88                  The claim before Finn J involved the following four claims, the first three being founded on alleged breaches of fiduciary duty and breaches of trust:

·                    The Trustee should have considered, but failed properly to consider, his entitlement to a TPDB at the time he was paid a resignation benefit in August/September 1994.

·                    The Trustee should have considered, but failed properly to consider, his entitlement to a TPDB at the time he was paid his ill-health benefit in November 1998.

·                    The Trustee should have considered, but failed properly to consider, his claim for a TPDB in November 2005.

·                    The Trustee was negligent in failing to perform its duty to the applicant in not making a correct and proper determination of his entitlement to a TPDB.

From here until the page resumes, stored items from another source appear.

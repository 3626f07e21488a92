use std::sync::Arc;

use anyhow::{Result, bail};
use async_trait::async_trait;
use console::style;

use crate::core::backend::QueryBackend;
use crate::core::session::{ConnectionState, Event, EventKind, NoticeLevel, QuerySession};
use crate::core::terminal;
use crate::interfaces::Frontend;

/// Plain prompt frontend: one question at a time, approval by `inquire`
/// confirmation. With a one-shot question it answers it and returns.
pub struct LinePrompt {
    session: QuerySession,
    backend: Arc<dyn QueryBackend>,
    one_shot: Option<String>,
    printed: usize,
}

impl LinePrompt {
    pub fn new(
        session: QuerySession,
        backend: Arc<dyn QueryBackend>,
        one_shot: Option<String>,
    ) -> Self {
        Self {
            session,
            backend,
            one_shot,
            printed: 0,
        }
    }

    fn print_new_events(&mut self) {
        let echo_questions = self.one_shot.is_some();
        for event in self.session.log().since(self.printed) {
            print_event(event, echo_questions);
        }
        self.printed = self.session.log().len();
    }

    async fn ask(&mut self, question: &str) -> Result<()> {
        self.session
            .submit_question(self.backend.as_ref(), question)
            .await;
        self.print_new_events();

        if self.session.pending().is_none() {
            return Ok(());
        }

        // Esc counts as a cancel.
        let approve = inquire::Confirm::new("Run this query?")
            .with_default(false)
            .with_help_message("Nothing touches the database until you answer yes")
            .prompt_skippable()?
            .unwrap_or(false);

        self.session
            .resolve_proposal(self.backend.as_ref(), approve)
            .await;
        self.print_new_events();
        Ok(())
    }

    fn last_was_error(&self) -> bool {
        matches!(
            self.session.log().last().map(|e| &e.kind),
            Some(EventKind::SystemNotice {
                level: NoticeLevel::Error
            })
        )
    }
}

fn print_event(event: &Event, echo_questions: bool) {
    match &event.kind {
        EventKind::UserQuestion => {
            if echo_questions {
                println!("{} {}", style("Question:").bold().cyan(), event.content);
            }
        }
        EventKind::GeneratedQuery { warnings, .. } => {
            println!("{}", style("Proposed query:").bold());
            println!("  {}", style(&event.content).yellow());
            for warning in warnings {
                terminal::print_warn(&format!("This query {}", warning));
            }
        }
        EventKind::ExecutionResult { .. } => {
            println!("{}", style("Result:").bold());
            for line in event.content.lines() {
                println!("  {}", line);
            }
        }
        EventKind::SystemNotice { level } => terminal::print_notice(*level, &event.content),
    }
}

#[async_trait(?Send)]
impl Frontend for LinePrompt {
    async fn run(&mut self) -> Result<()> {
        if self.one_shot.is_none() {
            terminal::print_banner();
        }
        terminal::print_step(&format!("Connecting to {}", self.backend.endpoint()));
        self.session
            .check_backend_health(self.backend.as_ref())
            .await;
        self.print_new_events();
        if self.session.connection() != ConnectionState::Connected {
            bail!("the query backend is not available");
        }

        if let Some(question) = self.one_shot.clone() {
            if question.trim().is_empty() {
                bail!("--question needs some text");
            }
            self.ask(&question).await?;
            if self.last_was_error() {
                bail!("the question could not be answered");
            }
            return Ok(());
        }

        terminal::print_success("Connected. Ask a question, or leave the line empty to quit.");
        loop {
            let Some(text) = inquire::Text::new("Ask:")
                .with_help_message("Esc or an empty line quits")
                .prompt_skippable()?
            else {
                break;
            };
            if text.trim().is_empty() {
                break;
            }
            self.ask(&text).await?;
        }

        terminal::print_goodbye();
        Ok(())
    }
}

89                  The present claim involves relevantly the following claims which are based on the contention that the respondent, by failing and refusing to meet the applicant’s demand that a fresh determination of his TPDB claim be made by 2 April 2010, it has:

·                    breached its fiduciary relationship with the applicant, by acting in bad faith;

·                    breached the trust of which it is now the Trustee, by failing to comply with the relevant trust deed and trust rules; 

·                    committed a fraud and acted negligently by failing to perform its fiduciary and statutory duties to the applicant, as well as by its allegedly fraudulent behaviour by entering into the Heads of Agreement and by informing him that he was not entitled to be paid a TPDB but was only entitled to an ill-health benefit, when that was, the applicant says, incorrect.    

90                  These claims are very similar to those pursued unsuccessfully earlier.  Both complaints are that the Trustee, and now the respondent, failed to determine the applicant’s claim for TPDB in his favour and thus breached its fiduciary duties, breached the trust of which it is the trustee, and acted negligently in failing to perform its fiduciary duties. The present claim also involves proposed claims that the respondent has breached certain statutory duties, but, as found above, I do not think that those claims or proposed claims expose an arguable cause of action. 

91                  The applicant argues that the respondent has a duty to reconsider his claim for a TPDB, as he has provided it with additional documentary evidence which supports his claim. The purportedly additional material has been set out in [47] – [48] above. The respondent asserts that there is nothing, other than the High Court determination, that had not been previously submitted to the respondent or its predecessors or originated with one of them. I have considered that material.  I accept the respondent’s submission as to its character.  In my view, the purportedly additional material is not cogent new evidence which has probative value on the question as to whether the applicant was or is totally and permanently disabled at the material time.  It is a mix of early material, partly in relation to a compensation claim then being pursued by the applicant and notes of Mitsubishi relating to that compensation claim.  The medical certificate of Dr Jagermann of 9 February 1994 pre-dates Dr Jagermann certifying the applicant fit to return to his normal duties on 22 March 1994.

92                  Finally, the declaratory relief sought to set aside judgments of the Court and of the High Court on the grounds of fraud has no maintainable basis expressed in the amended statement of claim, even assuming the Court could make orders setting aside a High Court decision.  That is, to say the least, an unacceptable assumption.

93                  For those reasons, I consider the applicant’s claim should be summarily dismissed.  I so order.  He should pay the respondent’s costs of the application.

 

I certify that the preceding ninety-three (93) numbered paragraphs are a true copy of the Reasons for Judgment herein of the Honourable Justice Mansfield.